The CoE operates on the basis of the 1949 Statute and "statutory" resolutions. The Statute contains provisions for two bodies - the Committee of Ministers, the CoE's supreme intergovernmental body, with sole authority to act and decide on its behalf, and the Parliamentary Assembly, which is a deliberative organ. Another important body of the Council is the Congress of Local and Regional Authorities of Europe. The European Court of Human Rights is not formally a CoE organ as it was established by a separate dedicated convention.

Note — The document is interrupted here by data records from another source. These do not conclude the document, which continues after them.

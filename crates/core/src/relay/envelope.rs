//! Wire types exchanged between the chat client and the relay endpoint.

use serde::{Deserialize, Serialize};

use crate::StructuredReply;

/// Phase name under which a carried note is forwarded upstream.
pub const DETAILED_PHASE: &str = "detailed";

/// The author of a conversation turn.
///
/// System turns are injected by the relay only, so a client can never
/// send one.
#[derive(Clone, Copy, Debug, PartialEq, Eq, Hash, Serialize, Deserialize)]
#[serde(rename_all = "lowercase")]
pub enum Role {
    /// The child asking a question.
    User,
    /// The model (or the client speaking on its behalf).
    Assistant,
}

/// One turn of the history sent to the relay.
#[derive(Clone, Debug, PartialEq, Eq, Hash, Serialize, Deserialize)]
pub struct RelayMessage {
    /// Who wrote the turn.
    pub role: Role,
    /// The turn text.
    pub content: String,
}

/// The body of a relay call.
#[derive(Clone, Debug, Default, PartialEq, Eq, Hash, Serialize, Deserialize)]
#[serde(rename_all = "camelCase")]
pub struct RelayRequest {
    /// The conversation so far, oldest first.
    pub messages: Vec<RelayMessage>,
    /// Whether a carried note from a previous phase may be used.
    #[serde(default, skip_serializing_if = "std::ops::Not::not")]
    pub is_consultant_mode: bool,
    /// The previous phase and its note.
    #[serde(default, skip_serializing_if = "Option::is_none")]
    pub consultant_state: Option<ConsultantState>,
}

/// State carried over from a previous interaction phase.
#[derive(Clone, Debug, Default, PartialEq, Eq, Hash, Serialize, Deserialize)]
#[serde(rename_all = "camelCase")]
pub struct ConsultantState {
    /// The phase the client is in.
    #[serde(default)]
    pub phase: Option<String>,
    /// The summary produced by the previous phase.
    #[serde(default)]
    pub last_proposal: Option<String>,
}

impl RelayRequest {
    /// Creates a request with only a history.
    #[inline]
    pub fn new(messages: Vec<RelayMessage>) -> Self {
        Self {
            messages,
            ..Default::default()
        }
    }

    /// Attaches a note that the relay forwards as extra context.
    #[inline]
    pub fn with_carried_note<S: Into<String>>(mut self, note: S) -> Self {
        self.is_consultant_mode = true;
        self.consultant_state = Some(ConsultantState {
            phase: Some(DETAILED_PHASE.to_owned()),
            last_proposal: Some(note.into()),
        });
        self
    }

    /// Returns the note to forward upstream, if this request carries a
    /// usable one.
    pub fn carried_context(&self) -> Option<&str> {
        if !self.is_consultant_mode {
            return None;
        }
        let state = self.consultant_state.as_ref()?;
        if state.phase.as_deref() != Some(DETAILED_PHASE) {
            return None;
        }
        state
            .last_proposal
            .as_deref()
            .filter(|note| !note.trim().is_empty())
    }
}

/// A successful relay answer, shaped like a provider completion.
///
/// The message content is itself a JSON string of `{quickrep,
/// explication}`, see [`StructuredReply::to_wire_content`].
#[derive(Clone, Debug, PartialEq, Eq, Hash, Serialize, Deserialize)]
pub struct RelaySuccess {
    /// Always exactly one choice when produced by the relay.
    pub choices: Vec<RelayChoice>,
}

/// A choice of a [`RelaySuccess`].
#[derive(Clone, Debug, PartialEq, Eq, Hash, Serialize, Deserialize)]
pub struct RelayChoice {
    /// The assistant message.
    pub message: RelayChoiceMessage,
    /// Position of the choice, `0` for the relay.
    pub index: u32,
    /// The finish reason reported by the upstream provider.
    pub finish_reason: Option<String>,
}

/// The message of a [`RelayChoice`].
#[derive(Clone, Debug, PartialEq, Eq, Hash, Serialize, Deserialize)]
pub struct RelayChoiceMessage {
    /// Always [`Role::Assistant`] when produced by the relay.
    pub role: Role,
    /// The encoded structured reply.
    pub content: String,
}

impl RelaySuccess {
    /// Wraps a structured reply in the envelope.
    pub fn from_reply(
        reply: &StructuredReply,
        finish_reason: Option<String>,
    ) -> Self {
        Self {
            choices: vec![RelayChoice {
                message: RelayChoiceMessage {
                    role: Role::Assistant,
                    content: reply.to_wire_content(),
                },
                index: 0,
                finish_reason,
            }],
        }
    }

    /// Decodes the reply of the first choice.
    pub fn reply(&self) -> Option<StructuredReply> {
        let choice = self.choices.first()?;
        Some(StructuredReply::from_wire_content(&choice.message.content))
    }
}

/// A failed relay call.
#[derive(Clone, Debug, PartialEq, Eq, Hash, Serialize, Deserialize)]
pub struct RelayFailure {
    /// Human-readable reason.
    pub error: String,
}

/// Anything the relay endpoint may answer with.
#[derive(Clone, Debug, PartialEq, Eq, Hash, Serialize, Deserialize)]
#[serde(untagged)]
pub enum RelayResponse {
    /// HTTP 200.
    Success(RelaySuccess),
    /// Any error status.
    Failure(RelayFailure),
}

Facing new challenges after 60 years of existence CoE is now taking its role forward[1] in order to find solutions to contemporary regional problems such as terrorism, organised crime and corruption, cybercrime, bioethics and cloning, etc.
Recent Development: Adoption of Protocol No. 14 bis amending the European Convention on Human Rights
The European Convention for the Protection of Human Rights and Fundamental Freedoms (the Convention) is a Council of Europe treaty opened for signature on November 4, 1950 and entered into force in September 1953.[2] Since its adoption, the Convention has been amended and supplemented several times through fourteen protocols. In particular, the control mechanism established by the Convention was radically reformed by Protocol No. 11 which came into force in 1998. It substituted a full-time single Court[3] for the former system in the original Convention consisting of a European Commission on Human Rights, along with the Court and the Committee of Ministers which 'played a certain "judicial" role'.[4] Protocol No. 11 also made acceptance of the right of individual petition compulsory upon all new member states.[5]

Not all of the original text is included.